EXERCISE DIRECTIONS>
Go through the records below line by line. Count the lines with "digits" and give the count alone.

[[ SOURCE MATERIAL, beginning ]]

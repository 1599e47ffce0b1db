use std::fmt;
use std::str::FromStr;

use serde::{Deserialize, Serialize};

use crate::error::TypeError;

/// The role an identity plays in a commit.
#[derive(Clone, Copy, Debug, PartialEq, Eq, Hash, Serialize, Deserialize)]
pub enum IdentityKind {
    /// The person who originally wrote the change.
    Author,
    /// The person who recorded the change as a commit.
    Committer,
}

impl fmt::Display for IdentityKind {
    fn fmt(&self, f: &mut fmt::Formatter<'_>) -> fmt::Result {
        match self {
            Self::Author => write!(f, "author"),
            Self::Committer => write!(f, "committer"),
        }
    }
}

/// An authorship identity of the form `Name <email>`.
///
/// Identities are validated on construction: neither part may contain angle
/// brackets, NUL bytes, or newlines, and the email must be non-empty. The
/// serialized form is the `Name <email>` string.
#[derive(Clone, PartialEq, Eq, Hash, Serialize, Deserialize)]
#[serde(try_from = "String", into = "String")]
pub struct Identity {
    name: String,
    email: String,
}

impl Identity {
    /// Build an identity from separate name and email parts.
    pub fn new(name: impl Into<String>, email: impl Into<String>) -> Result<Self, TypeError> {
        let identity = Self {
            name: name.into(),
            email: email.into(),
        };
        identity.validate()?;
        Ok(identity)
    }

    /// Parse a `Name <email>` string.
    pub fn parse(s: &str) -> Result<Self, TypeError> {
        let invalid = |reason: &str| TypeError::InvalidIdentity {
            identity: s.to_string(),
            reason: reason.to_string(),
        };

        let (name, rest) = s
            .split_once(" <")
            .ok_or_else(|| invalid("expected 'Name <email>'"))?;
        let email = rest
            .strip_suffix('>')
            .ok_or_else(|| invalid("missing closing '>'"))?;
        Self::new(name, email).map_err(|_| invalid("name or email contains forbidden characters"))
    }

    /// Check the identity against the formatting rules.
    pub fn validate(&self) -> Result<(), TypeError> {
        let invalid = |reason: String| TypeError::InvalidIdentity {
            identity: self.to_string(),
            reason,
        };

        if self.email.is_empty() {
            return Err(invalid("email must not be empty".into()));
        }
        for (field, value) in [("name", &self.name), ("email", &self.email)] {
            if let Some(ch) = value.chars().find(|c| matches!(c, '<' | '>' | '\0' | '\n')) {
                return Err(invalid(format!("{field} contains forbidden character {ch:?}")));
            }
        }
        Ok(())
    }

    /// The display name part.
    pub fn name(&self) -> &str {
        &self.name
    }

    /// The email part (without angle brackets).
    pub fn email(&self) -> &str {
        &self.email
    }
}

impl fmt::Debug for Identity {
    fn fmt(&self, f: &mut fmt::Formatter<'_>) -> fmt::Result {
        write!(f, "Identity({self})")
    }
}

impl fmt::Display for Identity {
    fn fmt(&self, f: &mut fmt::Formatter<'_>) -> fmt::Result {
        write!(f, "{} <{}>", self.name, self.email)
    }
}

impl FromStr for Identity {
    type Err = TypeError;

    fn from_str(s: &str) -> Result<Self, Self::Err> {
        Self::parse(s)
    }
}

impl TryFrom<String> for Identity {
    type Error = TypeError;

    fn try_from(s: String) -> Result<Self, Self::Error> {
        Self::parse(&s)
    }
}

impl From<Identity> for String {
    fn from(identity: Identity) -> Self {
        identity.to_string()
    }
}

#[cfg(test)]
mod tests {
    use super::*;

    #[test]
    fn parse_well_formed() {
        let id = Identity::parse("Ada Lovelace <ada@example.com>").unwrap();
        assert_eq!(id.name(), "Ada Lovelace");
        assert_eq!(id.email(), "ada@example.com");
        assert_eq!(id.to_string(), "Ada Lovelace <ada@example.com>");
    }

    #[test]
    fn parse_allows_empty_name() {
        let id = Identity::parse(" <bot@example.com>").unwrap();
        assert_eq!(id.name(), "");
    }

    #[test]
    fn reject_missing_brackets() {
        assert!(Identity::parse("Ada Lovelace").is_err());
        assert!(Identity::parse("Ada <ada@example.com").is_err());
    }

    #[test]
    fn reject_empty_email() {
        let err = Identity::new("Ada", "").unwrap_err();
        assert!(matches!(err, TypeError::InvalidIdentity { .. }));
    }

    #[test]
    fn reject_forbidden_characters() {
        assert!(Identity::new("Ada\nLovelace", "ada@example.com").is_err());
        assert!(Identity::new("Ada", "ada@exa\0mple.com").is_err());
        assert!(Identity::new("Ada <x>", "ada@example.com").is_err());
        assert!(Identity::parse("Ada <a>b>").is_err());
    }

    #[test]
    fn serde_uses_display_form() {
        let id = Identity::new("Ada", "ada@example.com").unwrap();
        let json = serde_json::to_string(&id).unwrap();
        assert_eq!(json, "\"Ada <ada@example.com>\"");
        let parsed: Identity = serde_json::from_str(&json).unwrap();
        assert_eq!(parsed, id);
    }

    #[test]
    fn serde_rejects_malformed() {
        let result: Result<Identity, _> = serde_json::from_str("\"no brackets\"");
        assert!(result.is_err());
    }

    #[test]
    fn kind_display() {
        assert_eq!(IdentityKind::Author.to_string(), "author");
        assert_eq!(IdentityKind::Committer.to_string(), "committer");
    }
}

[[ SOURCE MATERIAL, end ]]
[[ SOURCE MATERIAL, beginning ]]

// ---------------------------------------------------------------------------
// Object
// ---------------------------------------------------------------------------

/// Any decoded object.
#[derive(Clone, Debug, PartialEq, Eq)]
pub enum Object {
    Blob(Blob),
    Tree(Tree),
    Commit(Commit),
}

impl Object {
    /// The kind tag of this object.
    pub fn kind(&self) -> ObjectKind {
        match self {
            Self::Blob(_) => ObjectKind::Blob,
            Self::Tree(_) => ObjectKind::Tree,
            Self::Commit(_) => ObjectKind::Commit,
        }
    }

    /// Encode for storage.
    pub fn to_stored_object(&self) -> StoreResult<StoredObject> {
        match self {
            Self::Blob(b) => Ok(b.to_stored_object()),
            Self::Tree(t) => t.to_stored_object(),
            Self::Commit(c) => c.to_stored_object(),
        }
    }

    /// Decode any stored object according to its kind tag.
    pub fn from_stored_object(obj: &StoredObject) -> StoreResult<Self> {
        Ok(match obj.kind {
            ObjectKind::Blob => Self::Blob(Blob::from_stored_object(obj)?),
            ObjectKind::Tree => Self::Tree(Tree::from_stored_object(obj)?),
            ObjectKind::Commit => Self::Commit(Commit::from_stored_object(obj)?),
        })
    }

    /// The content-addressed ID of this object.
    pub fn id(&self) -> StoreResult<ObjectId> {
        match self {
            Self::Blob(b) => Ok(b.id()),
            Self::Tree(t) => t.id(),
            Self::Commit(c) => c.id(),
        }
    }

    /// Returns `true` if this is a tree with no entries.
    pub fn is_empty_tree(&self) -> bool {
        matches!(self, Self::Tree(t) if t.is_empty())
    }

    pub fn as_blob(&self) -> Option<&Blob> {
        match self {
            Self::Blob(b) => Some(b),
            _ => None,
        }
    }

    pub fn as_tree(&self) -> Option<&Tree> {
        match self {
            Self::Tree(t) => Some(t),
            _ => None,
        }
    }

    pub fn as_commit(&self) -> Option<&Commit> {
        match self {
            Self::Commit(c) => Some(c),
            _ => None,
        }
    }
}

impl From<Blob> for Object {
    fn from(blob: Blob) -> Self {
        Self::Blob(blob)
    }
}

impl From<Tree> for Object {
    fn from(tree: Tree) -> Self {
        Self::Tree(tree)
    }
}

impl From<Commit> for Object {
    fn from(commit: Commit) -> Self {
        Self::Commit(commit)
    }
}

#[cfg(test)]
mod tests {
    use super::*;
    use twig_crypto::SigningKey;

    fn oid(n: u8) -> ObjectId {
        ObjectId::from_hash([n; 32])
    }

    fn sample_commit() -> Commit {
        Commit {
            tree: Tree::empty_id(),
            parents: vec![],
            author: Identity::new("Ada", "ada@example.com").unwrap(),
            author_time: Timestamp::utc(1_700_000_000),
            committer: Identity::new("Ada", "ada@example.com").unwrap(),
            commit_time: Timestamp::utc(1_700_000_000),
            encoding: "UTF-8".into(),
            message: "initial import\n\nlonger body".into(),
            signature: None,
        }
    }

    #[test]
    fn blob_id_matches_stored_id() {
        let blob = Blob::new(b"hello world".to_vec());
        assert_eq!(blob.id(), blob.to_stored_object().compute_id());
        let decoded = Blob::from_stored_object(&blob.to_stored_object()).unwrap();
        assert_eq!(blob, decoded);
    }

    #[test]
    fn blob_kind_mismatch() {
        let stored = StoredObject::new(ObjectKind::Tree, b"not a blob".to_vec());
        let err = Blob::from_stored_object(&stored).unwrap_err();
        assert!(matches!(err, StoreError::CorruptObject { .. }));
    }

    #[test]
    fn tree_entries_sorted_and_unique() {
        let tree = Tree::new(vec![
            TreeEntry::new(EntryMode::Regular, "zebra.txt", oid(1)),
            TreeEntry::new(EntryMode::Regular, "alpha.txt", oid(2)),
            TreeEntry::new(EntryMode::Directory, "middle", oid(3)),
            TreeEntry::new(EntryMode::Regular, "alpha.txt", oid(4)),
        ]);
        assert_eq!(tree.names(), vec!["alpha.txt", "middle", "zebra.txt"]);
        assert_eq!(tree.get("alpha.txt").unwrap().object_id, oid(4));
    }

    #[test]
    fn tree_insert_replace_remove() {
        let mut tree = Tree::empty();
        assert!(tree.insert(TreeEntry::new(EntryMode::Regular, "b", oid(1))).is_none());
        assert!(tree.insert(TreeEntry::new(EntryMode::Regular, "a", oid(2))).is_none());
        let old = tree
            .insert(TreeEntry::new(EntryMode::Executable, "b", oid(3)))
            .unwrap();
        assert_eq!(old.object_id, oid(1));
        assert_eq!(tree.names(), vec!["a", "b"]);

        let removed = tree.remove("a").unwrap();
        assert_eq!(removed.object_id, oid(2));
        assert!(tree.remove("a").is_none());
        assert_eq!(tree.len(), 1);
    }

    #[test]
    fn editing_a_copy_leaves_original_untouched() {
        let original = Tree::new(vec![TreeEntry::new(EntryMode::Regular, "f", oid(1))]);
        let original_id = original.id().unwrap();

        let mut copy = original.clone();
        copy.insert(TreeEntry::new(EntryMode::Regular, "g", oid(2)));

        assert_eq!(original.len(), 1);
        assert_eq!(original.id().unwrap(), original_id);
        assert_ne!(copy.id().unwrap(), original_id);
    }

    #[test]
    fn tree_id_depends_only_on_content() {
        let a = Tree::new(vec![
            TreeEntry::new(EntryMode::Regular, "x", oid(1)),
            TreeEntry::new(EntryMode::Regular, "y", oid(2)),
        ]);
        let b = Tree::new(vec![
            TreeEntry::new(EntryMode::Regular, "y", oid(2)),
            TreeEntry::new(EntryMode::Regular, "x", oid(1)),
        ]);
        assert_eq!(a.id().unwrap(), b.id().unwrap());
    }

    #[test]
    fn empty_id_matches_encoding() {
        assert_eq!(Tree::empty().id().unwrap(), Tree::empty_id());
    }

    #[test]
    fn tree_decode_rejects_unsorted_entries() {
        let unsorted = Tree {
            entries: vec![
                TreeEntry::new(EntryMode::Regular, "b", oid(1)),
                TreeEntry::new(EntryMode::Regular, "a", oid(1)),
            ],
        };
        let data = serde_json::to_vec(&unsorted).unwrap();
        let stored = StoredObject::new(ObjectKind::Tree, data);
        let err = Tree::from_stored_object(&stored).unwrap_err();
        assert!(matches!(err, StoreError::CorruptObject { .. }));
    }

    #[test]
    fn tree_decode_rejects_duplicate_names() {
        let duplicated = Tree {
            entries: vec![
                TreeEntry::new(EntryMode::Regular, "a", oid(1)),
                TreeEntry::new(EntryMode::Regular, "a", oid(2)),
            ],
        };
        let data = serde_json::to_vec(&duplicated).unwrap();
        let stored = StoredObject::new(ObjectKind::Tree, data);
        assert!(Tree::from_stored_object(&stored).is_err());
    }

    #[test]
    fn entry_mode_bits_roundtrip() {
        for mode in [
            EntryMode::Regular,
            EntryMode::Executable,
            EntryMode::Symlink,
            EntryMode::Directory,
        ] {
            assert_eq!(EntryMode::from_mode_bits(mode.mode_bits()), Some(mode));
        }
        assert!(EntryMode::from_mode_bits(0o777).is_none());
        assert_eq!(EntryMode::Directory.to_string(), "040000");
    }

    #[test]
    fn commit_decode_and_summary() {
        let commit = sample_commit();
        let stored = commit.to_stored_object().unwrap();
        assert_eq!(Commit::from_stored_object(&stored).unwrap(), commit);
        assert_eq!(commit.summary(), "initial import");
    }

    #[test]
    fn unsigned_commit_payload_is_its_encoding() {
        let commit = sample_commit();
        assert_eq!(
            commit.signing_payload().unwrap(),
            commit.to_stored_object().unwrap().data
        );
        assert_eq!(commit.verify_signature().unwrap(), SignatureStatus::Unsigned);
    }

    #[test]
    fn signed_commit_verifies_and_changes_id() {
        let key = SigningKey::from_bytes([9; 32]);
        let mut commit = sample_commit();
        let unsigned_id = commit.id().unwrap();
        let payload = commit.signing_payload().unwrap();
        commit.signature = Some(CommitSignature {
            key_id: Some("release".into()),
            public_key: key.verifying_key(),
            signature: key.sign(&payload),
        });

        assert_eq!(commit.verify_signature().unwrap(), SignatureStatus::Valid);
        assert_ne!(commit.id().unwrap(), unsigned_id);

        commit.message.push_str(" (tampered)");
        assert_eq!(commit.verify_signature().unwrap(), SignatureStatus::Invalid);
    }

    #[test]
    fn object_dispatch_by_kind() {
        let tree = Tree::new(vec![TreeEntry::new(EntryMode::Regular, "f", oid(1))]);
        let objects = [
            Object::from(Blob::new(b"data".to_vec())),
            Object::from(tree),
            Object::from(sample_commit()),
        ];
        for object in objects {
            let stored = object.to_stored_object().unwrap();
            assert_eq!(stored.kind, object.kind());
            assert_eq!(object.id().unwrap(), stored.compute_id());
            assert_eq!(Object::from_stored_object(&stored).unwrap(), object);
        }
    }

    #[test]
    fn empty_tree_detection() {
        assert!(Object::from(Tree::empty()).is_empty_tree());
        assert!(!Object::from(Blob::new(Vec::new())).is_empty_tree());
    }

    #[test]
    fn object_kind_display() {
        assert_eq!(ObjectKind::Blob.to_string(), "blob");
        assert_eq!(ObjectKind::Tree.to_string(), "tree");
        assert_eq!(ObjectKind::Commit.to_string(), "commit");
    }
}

[[ SOURCE MATERIAL, end ]]
[[ SOURCE MATERIAL, beginning ]]

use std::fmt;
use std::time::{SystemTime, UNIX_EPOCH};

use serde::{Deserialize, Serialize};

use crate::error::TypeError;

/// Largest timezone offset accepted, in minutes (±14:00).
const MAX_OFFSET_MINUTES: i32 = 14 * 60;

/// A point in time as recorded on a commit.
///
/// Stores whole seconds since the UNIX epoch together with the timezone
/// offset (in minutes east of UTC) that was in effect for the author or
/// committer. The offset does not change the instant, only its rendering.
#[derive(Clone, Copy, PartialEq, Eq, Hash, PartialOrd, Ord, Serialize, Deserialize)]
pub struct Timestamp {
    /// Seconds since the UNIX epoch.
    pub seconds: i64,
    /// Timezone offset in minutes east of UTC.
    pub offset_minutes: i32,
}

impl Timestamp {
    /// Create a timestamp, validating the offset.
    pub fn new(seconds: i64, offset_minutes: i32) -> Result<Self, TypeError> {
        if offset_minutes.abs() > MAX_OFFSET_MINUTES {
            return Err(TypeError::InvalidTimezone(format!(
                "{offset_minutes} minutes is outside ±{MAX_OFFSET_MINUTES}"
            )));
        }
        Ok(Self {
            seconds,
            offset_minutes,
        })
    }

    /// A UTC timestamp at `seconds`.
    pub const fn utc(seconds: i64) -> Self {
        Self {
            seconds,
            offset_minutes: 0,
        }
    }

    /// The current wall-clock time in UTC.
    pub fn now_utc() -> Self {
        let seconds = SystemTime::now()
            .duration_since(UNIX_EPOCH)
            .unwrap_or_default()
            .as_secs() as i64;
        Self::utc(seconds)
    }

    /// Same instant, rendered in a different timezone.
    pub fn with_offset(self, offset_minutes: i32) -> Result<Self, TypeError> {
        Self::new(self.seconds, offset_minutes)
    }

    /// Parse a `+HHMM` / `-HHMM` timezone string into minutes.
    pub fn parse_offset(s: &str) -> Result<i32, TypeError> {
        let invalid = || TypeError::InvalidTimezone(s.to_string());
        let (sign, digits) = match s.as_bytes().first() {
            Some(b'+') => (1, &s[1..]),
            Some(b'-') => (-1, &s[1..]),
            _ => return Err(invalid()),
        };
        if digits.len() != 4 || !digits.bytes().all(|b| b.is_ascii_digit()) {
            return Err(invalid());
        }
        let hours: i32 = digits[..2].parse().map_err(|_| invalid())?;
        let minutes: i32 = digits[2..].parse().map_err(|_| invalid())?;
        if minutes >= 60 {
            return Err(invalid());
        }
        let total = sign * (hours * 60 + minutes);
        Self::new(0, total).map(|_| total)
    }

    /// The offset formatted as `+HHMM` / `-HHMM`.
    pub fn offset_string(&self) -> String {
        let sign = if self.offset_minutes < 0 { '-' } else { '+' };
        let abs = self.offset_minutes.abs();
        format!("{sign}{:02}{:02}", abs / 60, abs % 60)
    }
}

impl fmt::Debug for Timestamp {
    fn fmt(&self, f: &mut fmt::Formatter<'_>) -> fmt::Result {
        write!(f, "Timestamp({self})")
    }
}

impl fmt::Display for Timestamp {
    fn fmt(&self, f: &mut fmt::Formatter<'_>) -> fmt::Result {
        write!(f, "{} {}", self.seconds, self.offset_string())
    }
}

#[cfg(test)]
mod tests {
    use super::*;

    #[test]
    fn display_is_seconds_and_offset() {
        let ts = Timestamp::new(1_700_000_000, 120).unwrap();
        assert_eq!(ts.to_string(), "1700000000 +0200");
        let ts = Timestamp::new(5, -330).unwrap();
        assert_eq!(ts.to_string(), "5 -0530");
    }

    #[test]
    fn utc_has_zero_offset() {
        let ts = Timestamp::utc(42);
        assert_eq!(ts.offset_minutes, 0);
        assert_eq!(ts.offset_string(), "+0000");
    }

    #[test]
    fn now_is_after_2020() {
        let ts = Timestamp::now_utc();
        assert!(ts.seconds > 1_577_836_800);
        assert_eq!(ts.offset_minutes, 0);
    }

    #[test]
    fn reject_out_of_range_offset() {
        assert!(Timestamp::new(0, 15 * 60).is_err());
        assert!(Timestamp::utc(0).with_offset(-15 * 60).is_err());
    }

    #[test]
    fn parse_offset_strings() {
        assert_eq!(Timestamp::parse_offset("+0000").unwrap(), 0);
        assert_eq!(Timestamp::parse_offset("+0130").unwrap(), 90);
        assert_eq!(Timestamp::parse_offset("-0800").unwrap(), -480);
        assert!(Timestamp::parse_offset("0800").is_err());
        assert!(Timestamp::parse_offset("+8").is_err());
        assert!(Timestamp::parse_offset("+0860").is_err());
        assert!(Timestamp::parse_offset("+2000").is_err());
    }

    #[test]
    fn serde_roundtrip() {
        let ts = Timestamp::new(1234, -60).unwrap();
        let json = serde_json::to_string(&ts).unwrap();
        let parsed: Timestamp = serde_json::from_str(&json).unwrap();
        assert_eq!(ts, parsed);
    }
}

[[ SOURCE MATERIAL, end ]]

REPLY>
4